B.5.C.- EL SILLÓN DEL SEÑOR OBISPO
Capítulo primero:
I. De cómo Fray Gerundio de Campazas, alias Zotes, entró en mi vida.
II. Horas de lectura y análisis
III. Anginas inoportunas
IV. Recabando información
V. Sorpresas y disculpas.
I. De cómo Fray Gerundio de Campazas, alias Zotes, entró en mi vida.
Corrían los años de filosofía en Astorga, consumiendo su ración de la rutina diaria, la monotonía que da la tranquilidad de conocer hoy lo que va a suceder mañana, sin sobresaltos, con los paseos por el claustro, algún partido de baloncesto en la pista nueva adosada a la muralla, las tardes de fútbol y paseo en las praderas de la plaza de toros, las horas de oración, descanso y estudio, y algún cigarrillo a escondidas.

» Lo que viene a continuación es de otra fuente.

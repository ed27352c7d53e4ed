//! Square board of card slots.

use std::fmt;

use crate::cards::CardHandle;
use crate::core::{BoardConfig, Camera, Cell, MoveError, Vec2};
use crate::events::EventRegistry;

use super::BoardGrid;

/// Result of a successful [`Board::move_card`].
#[derive(Clone, Debug)]
pub enum MoveOutcome {
    /// Source and target were the same cell.
    Stayed,
    /// The card stepped into an empty cell.
    Moved,
    /// The card took the target cell; the card that held it is returned.
    Captured(CardHandle),
    /// The card reached another side's exit and left the board. The exit
    /// stays in place.
    Connected(CardHandle),
}

impl MoveOutcome {
    /// The captured card, if any.
    #[must_use]
    pub fn captured(&self) -> Option<&CardHandle> {
        match self {
            MoveOutcome::Captured(card) => Some(card),
            _ => None,
        }
    }
}

/// A square grid of optional cards, indexed by cell.
#[derive(Clone, Debug)]
pub struct Board {
    config: BoardConfig,
    camera: Camera,
    slots: Vec<Option<CardHandle>>,
}

impl Board {
    /// Create an empty board.
    #[must_use]
    pub fn new(config: BoardConfig, camera: Camera) -> Self {
        let slots = vec![None; config.cell_count()];
        Self { config, camera, slots }
    }

    #[must_use]
    pub fn camera(&self) -> Camera {
        self.camera
    }

    /// Move the viewport. Card positions are not updated.
    pub fn set_camera(&mut self, camera: Camera) {
        self.camera = camera;
    }

    fn slot(&self, cell: Cell) -> Option<usize> {
        if !self.config.contains(cell) {
            return None;
        }
        let side = usize::from(self.config.cells_per_side);
        // In-bounds cells are non-negative
        Some(cell.x as usize * side + cell.y as usize)
    }

    /// The card at a cell.
    #[must_use]
    pub fn get(&self, cell: Cell) -> Option<&CardHandle> {
        self.slot(cell).and_then(|i| self.slots[i].as_ref())
    }

    /// Remove and return the card at a cell.
    pub fn take(&mut self, cell: Cell) -> Option<CardHandle> {
        self.slot(cell).and_then(|i| self.slots[i].take())
    }

    /// The cell under a screen position, clamped onto the board.
    #[must_use]
    pub fn cell_under(&self, pos: Vec2) -> Cell {
        self.config.cell_at(pos, &self.camera)
    }

    /// Number of occupied cells.
    #[must_use]
    pub fn len(&self) -> usize {
        self.slots.iter().filter(|s| s.is_some()).count()
    }

    /// Check if no cell is occupied.
    #[must_use]
    pub fn is_empty(&self) -> bool {
        self.slots.iter().all(Option::is_none)
    }

    /// Occupied cells with their cards.
    pub fn occupied(&self) -> impl Iterator<Item = (Cell, &CardHandle)> {
        let side = i32::from(self.config.cells_per_side);
        self.slots.iter().enumerate().filter_map(move |(i, slot)| {
            let i = i as i32;
            slot.as_ref().map(|card| (Cell::new(i / side, i % side), card))
        })
    }

    /// Run the registry's `board.prepare` hooks against this board.
    pub fn prepare(&mut self, registry: &mut EventRegistry) {
        registry.prepare_board(self);
    }

    /// Move the card at `from` one step to `to`.
    ///
    /// The card is selected at `from` and must pass its own move check. A
    /// target holding a card of the mover's side is rejected. A target exit
    /// of another side is never captured: the mover connects through it and
    /// leaves the board. Otherwise the mover lands at `to` with its screen
    /// position updated, capturing whatever was there. The mover's selection
    /// is cleared in every case.
    pub fn move_card(&mut self, from: Cell, to: Cell) -> Result<MoveOutcome, MoveError> {
        for cell in [from, to] {
            if !self.config.contains(cell) {
                return Err(MoveError::OutOfBounds(cell));
            }
        }

        let card = self.get(from).ok_or(MoveError::EmptyCell(from))?.clone();
        let side = {
            let mut card = card.borrow_mut();
            if !card.movable {
                return Err(MoveError::Immovable(from));
            }
            card.select_to_move(from);
            let checked = card.check_move(to);
            card.clear_selection();
            checked?;
            card.side()
        };

        if from == to {
            return Ok(MoveOutcome::Stayed);
        }

        let target = self.get(to).map(|target| {
            let target = target.borrow();
            (target.side(), target.kind().is_exit())
        });
        if let Some((target_side, target_is_exit)) = target {
            if side.is_some() && target_side == side {
                return Err(MoveError::OwnPiece(to));
            }
            if target_is_exit {
                self.take(from);
                tracing::debug!(%from, %to, "card connected through exit");
                return Ok(MoveOutcome::Connected(card));
            }
        }

        let captured = self.take(to);
        let moving = self.take(from);
        card.borrow_mut().base.position = Some(self.to_global(to));
        if let Some(slot) = self.slot(to) {
            self.slots[slot] = moving;
        }

        tracing::debug!(%from, %to, captured = captured.is_some(), "card moved");
        Ok(match captured {
            Some(captured) => MoveOutcome::Captured(captured),
            None => MoveOutcome::Moved,
        })
    }
}

impl BoardGrid for Board {
    fn config(&self) -> &BoardConfig {
        &self.config
    }

    fn to_global(&self, cell: Cell) -> Vec2 {
        self.config.cell_origin(cell, &self.camera)
    }

    fn place(&mut self, cell: Cell, card: CardHandle) -> Result<Option<CardHandle>, MoveError> {
        let slot = self.slot(cell).ok_or(MoveError::OutOfBounds(cell))?;
        Ok(self.slots[slot].replace(card))
    }
}

impl Default for Board {
    fn default() -> Self {
        Self::new(BoardConfig::default(), Camera::default())
    }
}

/// One row per `y`, one glyph per card, `.` for an empty cell.
impl fmt::Display for Board {
    fn fmt(&self, f: &mut fmt::Formatter<'_>) -> fmt::Result {
        let side = i32::from(self.config.cells_per_side);
        for y in 0..side {
            for x in 0..side {
                let glyph = match self.get(Cell::new(x, y)) {
                    Some(card) => card.try_borrow().map_or('?', |c| c.kind().glyph()),
                    None => '.',
                };
                write!(f, "{glyph}")?;
            }
            writeln!(f)?;
        }
        Ok(())
    }
}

Por las noches, después de acostarnos, algunos ratos de radio galena (en mi caso prestada), que nos abría los oídos a las cosas de extramuros.
En nuestro caso particular, al ser la mayoría de nosotros hijos de Castilla, no puedo estar de acuerdo con mi admirado Antonio Machado cuando en su poema "A orillas del Duero'' dice del carácter castellano:
"Filósofos nutridos con sopas de convento
contemplan impasibles el amplio firmamento;
y si les llega en sueños, como un rumor distante,
clamor de mercaderes de muelles de Levante,
no acudirán siquiera a preguntar: ¿qué pasa?
y ya la guerra ha abierto las puertas de su casa.‘‘
Nosotros sí teníamos nuestra puerta abierta de par en par a todo lo nuevo con los pocos medios a nuestro alcance, como una humilde radio galena escuchada furtivamente bajo las mantas.
Pero un día los estamentos superiores decidieron, no sé con motivo de qué celebración, que debíamos hacer unos trabajos que, posteriormente, se decidió que serían presentados en el teatro Gullón.
A esta presentación acudirían las autoridades civiles, militares, académicas y, por supuesto, eclesiásticas, así como lo más sobresaliente de la sociedad astorgana.
Se formarían varios grupos de trabajo, cada uno con un jefe de grupo que repartiría las tareas a realizar por cada uno de sus componentes.
... Y me cayó el marrón de ser jefe de uno de estos grupos.
El tema a desarrollar por mi grupo lo titulamos: "Dos plumas y un mismo intento”.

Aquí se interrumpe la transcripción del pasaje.